Holorimes
« Gall, amant de la reine, alla, tour magnanime,
Galamment de l'arène à la tour Magne, à Nîmes. »
(Marc Monnier)
« Dans
ces meubles laqués, rideaux et dais moroses,
[...]
Danse, aime, bleu laquais, ris d'oser des mots roses. »
(Charles Cros)
On les
rencontre généralement au cours de notre scolarité, objets
ludiques autant qu'étranges. Souvent on les oublie... Ils sont
revenus m'obséder comme un défi lancé. Un caprice puéril. Une
mécanique dont on comprend, de pleine évidence, les rouages,
mais qui se dérobe à toute volonté de la recréer. D'autres
pourtant y sont parvenus, se dit-on : Hugo, Prévert, Allais...

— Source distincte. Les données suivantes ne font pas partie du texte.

//! Primary-to-replica replication of registered value containers.

use std::sync::{Arc, OnceLock, Weak};

use bytes::Bytes;
use parking_lot::Mutex;

use clustersync_core::{Message, PeerIdx};
use clustersync_node::{Protocol, SyncError, SyncHandle};

use crate::error::{ProtocolError, Result};

/// Containers are addressed by a one-byte index.
pub const MAX_CONTAINERS: usize = 256;

/// A double-buffered container that a [`DataSync`] can replicate.
///
/// Implemented by [`SyncValue`](crate::SyncValue); implement it for a
/// custom container only if it keeps the same front/back semantics.
pub trait SyncData: Send + Sync {
    /// Record the owning synchronizer and this container's index.
    /// Fails if the container is already bound.
    fn bind(&self, sync: Weak<DataSync>, idx: u8) -> Result<()>;

    /// Store an encoded value in the back buffer.
    fn decode(&self, bytes: &[u8]) -> Result<()>;

    /// Make the back value visible.
    fn update(&self);
}

/// Replicates values written on the primary node to every other node.
///
/// Every node registers the same containers in the same order with
/// [`add_data`](Self::add_data). Writes on the primary are broadcast
/// immediately; on every node, primary included, they become readable
/// after the next [`update`](Self::update). Pair `update()` with
/// [`RunSync::wait`](crate::RunSync::wait) so all nodes swap in the same
/// frame.
pub struct DataSync {
    primary: PeerIdx,
    node: OnceLock<SyncHandle>,
    containers: Mutex<Vec<Arc<dyn SyncData>>>,
}

impl Default for DataSync {
    fn default() -> Self {
        Self::with_primary(PeerIdx(0))
    }
}

impl DataSync {
    pub const PROTOCOL_ID: u8 = 11;

    /// A synchronizer whose primary is node 0.
    pub fn new() -> Self {
        Self::default()
    }

    pub fn with_primary(primary: PeerIdx) -> Self {
        Self {
            primary,
            node: OnceLock::new(),
            containers: Mutex::new(Vec::new()),
        }
    }

    pub fn primary(&self) -> PeerIdx {
        self.primary
    }

    /// Number of registered containers.
    pub fn len(&self) -> usize {
        self.containers.lock().len()
    }

    pub fn is_empty(&self) -> bool {
        self.len() == 0
    }

    /// Register a container. Its index is its registration position.
    pub fn add_data(self: &Arc<Self>, data: Arc<dyn SyncData>) -> Result<()> {
        let mut containers = self.containers.lock();
        let idx = u8::try_from(containers.len()).map_err(|_| ProtocolError::TooManyContainers {
            max: MAX_CONTAINERS,
        })?;
        data.bind(Arc::downgrade(self), idx)?;
        containers.push(data);
        tracing::debug!(idx, "added synchronized data");
        Ok(())
    }

    /// Make every container's latest received or written value visible.
    /// Atomic with respect to incoming values.
    pub fn update(&self) {
        let containers = self.containers.lock();
        for data in containers.iter() {
            data.update();
        }
    }

    /// The node handle to broadcast through, or `None` when this
    /// synchronizer is not registered with a node and values stay local.
    pub(crate) fn writer(&self) -> Result<Option<&SyncHandle>> {
        let Some(node) = self.node.get() else {
            return Ok(None);
        };
        if node.is_closed() {
            return Err(SyncError::Closed.into());
        }
        let local = node.local_peer_idx().ok_or(SyncError::NotInitialized)?;
        if local != self.primary {
            return Err(ProtocolError::NotPrimary {
                local,
                primary: self.primary,
            });
        }
        Ok(Some(node))
    }

    /// Broadcast the encoded value of container `idx`.
    pub(crate) fn send(node: &SyncHandle, payload: Bytes) {
        node.send_message(Message::broadcast(Self::PROTOCOL_ID, payload));
    }
}

impl Protocol for DataSync {
    fn protocol_id(&self) -> u8 {
        Self::PROTOCOL_ID
    }

    fn attach(&self, node: SyncHandle) {
        if self.node.set(node).is_err() {
            tracing::warn!("DataSync is already attached to a node; ignoring");
        }
    }

    fn process_message(&self, message: Message) {
        if message.from != self.primary {
            tracing::warn!(
                from = %message.from,
                primary = %self.primary,
                "dropping data from a peer that is not the primary"
            );
            return;
        }

        let Some((&idx, value)) = message.payload.split_first() else {
            tracing::error!(from = %message.from, "empty data message");
            return;
        };

        let containers = self.containers.lock();
        let Some(data) = containers.get(usize::from(idx)) else {
            tracing::error!(
                idx,
                registered = containers.len(),
                "wrong data index, peers may not agree on data to synchronize"
            );
            return;
        };

        tracing::trace!(from = %message.from, idx, "incoming data");
        if let Err(error) = data.decode(value) {
            tracing::error!(from = %message.from, idx, %error, "cannot decode synchronized data");
        }
    }
}

impl std::fmt::Debug for DataSync {
    fn fmt(&self, f: &mut std::fmt::Formatter<'_>) -> std::fmt::Result {
        f.debug_struct("DataSync")
            .field("primary", &self.primary)
            .field("containers", &self.len())
            .finish()
    }
}
//! Encodings of replicated values.
//!
//! Scalars are fixed width and big-endian. A vector is its elements back
//! to back; the element count follows from the payload length. Anything
//! serde can handle is available through [`Cbor`].

use bytes::{Buf, BufMut, BytesMut};
use serde::de::DeserializeOwned;
use serde::Serialize;

use crate::error::{ProtocolError, Result};

/// A value that can be carried by a [`SyncValue`](crate::SyncValue).
pub trait SyncCodec: Clone + Send + Sync + 'static {
    fn encode(&self, buf: &mut BytesMut) -> Result<()>;
    fn decode(bytes: &[u8]) -> Result<Self>;
}

/// A scalar with a fixed encoded width.
pub trait FixedWidth: Copy + Send + Sync + 'static {
    const WIDTH: usize;
    const NAME: &'static str;

    fn put(self, buf: &mut BytesMut);
    /// `bytes` is exactly `WIDTH` long.
    fn get(bytes: &[u8]) -> Self;
}

macro_rules! fixed_width {
    ($ty:ty, $width:expr, $put:ident, $get:ident) => {
        impl FixedWidth for $ty {
            const WIDTH: usize = $width;
            const NAME: &'static str = stringify!($ty);

            fn put(self, buf: &mut BytesMut) {
                buf.$put(self);
            }

            fn get(mut bytes: &[u8]) -> Self {
                bytes.$get()
            }
        }

        impl SyncCodec for $ty {
            fn encode(&self, buf: &mut BytesMut) -> Result<()> {
                self.put(buf);
                Ok(())
            }

            fn decode(bytes: &[u8]) -> Result<Self> {
                if bytes.len() != Self::WIDTH {
                    return Err(ProtocolError::Decode {
                        what: Self::NAME,
                        reason: format!("expected {} bytes, got {}", Self::WIDTH, bytes.len()),
                    });
                }
                Ok(Self::get(bytes))
            }
        }
    };
}

fixed_width!(i32, 4, put_i32, get_i32);
fixed_width!(i64, 8, put_i64, get_i64);
fixed_width!(f32, 4, put_f32, get_f32);
fixed_width!(f64, 8, put_f64, get_f64);

impl FixedWidth for bool {
    const WIDTH: usize = 1;
    const NAME: &'static str = "bool";

    fn put(self, buf: &mut BytesMut) {
        buf.put_u8(u8::from(self));
    }

    fn get(bytes: &[u8]) -> Self {
        bytes[0] != 0
    }
}

impl SyncCodec for bool {
    fn encode(&self, buf: &mut BytesMut) -> Result<()> {
        self.put(buf);
        Ok(())
    }

    fn decode(bytes: &[u8]) -> Result<Self> {
        match bytes {
            [b] => Ok(*b != 0),
            _ => Err(ProtocolError::Decode {
                what: "bool",
                reason: format!("expected 1 byte, got {}", bytes.len()),
            }),
        }
    }
}

impl<T: FixedWidth> SyncCodec for Vec<T> {
    fn encode(&self, buf: &mut BytesMut) -> Result<()> {
        buf.reserve(self.len() * T::WIDTH);
        for item in self {
            item.put(buf);
        }
        Ok(())
    }

    fn decode(bytes: &[u8]) -> Result<Self> {
        if bytes.len() % T::WIDTH != 0 {
            return Err(ProtocolError::Decode {
                what: T::NAME,
                reason: format!(
                    "vector payload of {} bytes is not a multiple of {}",
                    bytes.len(),
                    T::WIDTH
                ),
            });
        }
        Ok(bytes.chunks_exact(T::WIDTH).map(T::get).collect())
    }
}

/// Wrapper replicating any serde type, encoded as CBOR.
#[derive(Debug, Clone, Default, PartialEq)]
pub struct Cbor<T>(pub T);

impl<T> SyncCodec for Cbor<T>
where
    T: Serialize + DeserializeOwned + Clone + Send + Sync + 'static,
{
    fn encode(&self, buf: &mut BytesMut) -> Result<()> {
        ciborium::into_writer(&self.0, buf.writer()).map_err(|e| ProtocolError::Encode(e.to_string()))
    }

    fn decode(bytes: &[u8]) -> Result<Self> {
        ciborium::from_reader(bytes)
            .map(Cbor)
            .map_err(|e| ProtocolError::Decode {
                what: "cbor value",
                reason: e.to_string(),
            })
    }
}
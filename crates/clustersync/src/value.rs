//! Double-buffered replicated values.

use std::sync::atomic::{AtomicBool, Ordering};
use std::sync::{Arc, OnceLock, Weak};

use bytes::{BufMut, BytesMut};
use parking_lot::Mutex;

use crate::codec::{Cbor, SyncCodec};
use crate::data_sync::{DataSync, SyncData};
use crate::error::{ProtocolError, Result};

#[derive(Debug)]
struct Buffers<T> {
    /// What readers see.
    front: T,
    /// Latest written or received value.
    back: T,
}

struct Binding {
    sync: Weak<DataSync>,
    idx: u8,
}

/// A value written on the primary node and readable everywhere.
///
/// [`get`](Self::get) returns the front value, which only changes on
/// [`DataSync::update`]. [`set`](Self::set) on the primary stores the back
/// value and broadcasts it; on any other node it fails with
/// [`ProtocolError::NotPrimary`].
pub struct SyncValue<T: SyncCodec> {
    buffers: Mutex<Buffers<T>>,
    binding: OnceLock<Binding>,
    warned_unbound: AtomicBool,
}

impl<T: SyncCodec> SyncValue<T> {
    pub fn new(initial: T) -> Self {
        Self {
            buffers: Mutex::new(Buffers {
                front: initial.clone(),
                back: initial,
            }),
            binding: OnceLock::new(),
            warned_unbound: AtomicBool::new(false),
        }
    }

    /// The visible value.
    pub fn get(&self) -> T {
        self.buffers.lock().front.clone()
    }

    /// Read the visible value in place.
    pub fn with<R>(&self, f: impl FnOnce(&T) -> R) -> R {
        f(&self.buffers.lock().front)
    }

    /// Index assigned by the owning [`DataSync`], if bound.
    pub fn index(&self) -> Option<u8> {
        self.binding.get().map(|b| b.idx)
    }

    /// Write a new value. Readers see it after the next update.
    pub fn set(&self, value: T) -> Result<()> {
        let bound = self
            .binding
            .get()
            .and_then(|binding| binding.sync.upgrade().map(|sync| (sync, binding.idx)));

        let Some((sync, idx)) = bound else {
            if !self.warned_unbound.swap(true, Ordering::Relaxed) {
                tracing::warn!("value is not bound to any live data synchronizer; keeping it local");
            }
            self.buffers.lock().back = value;
            return Ok(());
        };

        let Some(node) = sync.writer()? else {
            self.buffers.lock().back = value;
            return Ok(());
        };

        let mut payload = BytesMut::new();
        payload.put_u8(idx);
        value.encode(&mut payload)?;

        self.buffers.lock().back = value;
        tracing::trace!(idx, len = payload.len(), "sending data");
        DataSync::send(node, payload.freeze());
        Ok(())
    }
}

impl<T: SyncCodec + Default> Default for SyncValue<T> {
    fn default() -> Self {
        Self::new(T::default())
    }
}

impl<T: SyncCodec> SyncData for SyncValue<T> {
    fn bind(&self, sync: Weak<DataSync>, idx: u8) -> Result<()> {
        self.binding
            .set(Binding { sync, idx })
            .map_err(|_| ProtocolError::AlreadyBound)
    }

    fn decode(&self, bytes: &[u8]) -> Result<()> {
        let value = T::decode(bytes)?;
        self.buffers.lock().back = value;
        Ok(())
    }

    fn update(&self) {
        let mut buffers = self.buffers.lock();
        buffers.front = buffers.back.clone();
    }
}

impl<T: SyncCodec + std::fmt::Debug> std::fmt::Debug for SyncValue<T> {
    fn fmt(&self, f: &mut std::fmt::Formatter<'_>) -> std::fmt::Result {
        let buffers = self.buffers.lock();
        f.debug_struct("SyncValue")
            .field("front", &buffers.front)
            .field("back", &buffers.back)
            .field("index", &self.index())
            .finish()
    }
}

pub type SyncBool = SyncValue<bool>;
pub type SyncInt32 = SyncValue<i32>;
pub type SyncInt64 = SyncValue<i64>;
pub type SyncFloat32 = SyncValue<f32>;
pub type SyncFloat64 = SyncValue<f64>;

pub type SyncBoolVec = SyncValue<Vec<bool>>;
pub type SyncInt32Vec = SyncValue<Vec<i32>>;
pub type SyncInt64Vec = SyncValue<Vec<i64>>;
pub type SyncFloat32Vec = SyncValue<Vec<f32>>;
pub type SyncFloat64Vec = SyncValue<Vec<f64>>;

/// Any serde type, replicated as CBOR.
pub type SyncCbor<T> = SyncValue<Cbor<T>>;

/// Register `value` with `sync` and return it, for one-line setup.
pub fn synced<T: SyncCodec>(sync: &Arc<DataSync>, value: T) -> Result<Arc<SyncValue<T>>> {
    let value = Arc::new(SyncValue::new(value));
    sync.add_data(Arc::clone(&value) as Arc<dyn SyncData>)?;
    Ok(value)
}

Alors sur le métier l'on remet l'ouvrage.
Les trois mots divulguèrent
L’étroit maudit vulgaire.
Mais
c'est mesquin. L'alexandrin holorime, ça oui, ça a de la gueule
! Mais la demi-mesure...! Et puis : qu'attendre de cet engrenage
sonore qui sous ses molaires mord le sens comme le prédateur sa
proie jusqu'au risque de l'anéantir ? Et puis : que faire de
cette ferraille inexorable, inoxydable, qui puisse dépasser
l'enfermement de sa propre finitude ? Et puis encore : où aller
sur le dos de cette bête machine et avec quel bagage, sur quelle
route ?
Je ne répondrai pas. Ὅλοι est une réponse, peut-être huit
réponses, parmi l'infini des réponses possibles, ou le néant.
Dans
les alexandrins holorimes, la perfection côtoie de si près le
dérisoire le plus inane - comme on longerait, d'un pas incertain,
un gouffre -, que l'on atteint l'expérience de l'humilité. Cette
humilité qui s'impose devant la certitude de la vanité. Et c'est
un jeu, bien sûr, car la littérature, invariablement, revient
toujours à jouer. Et c'est la vie même qui est en jeu, au fond,
à quelque échelle qu'on la considère. Parfois à si petite
échelle qu'il devient incertain qu'elle soit vie. Et au-delà ?
Car seul importe l'au-delà. Toute finitude exacerbée rend plus
perceptible les au-delà qui l'enferment, ouverts à tous les
vents.
Tout
ce que j'ai dit aurait pu ne pas être dit.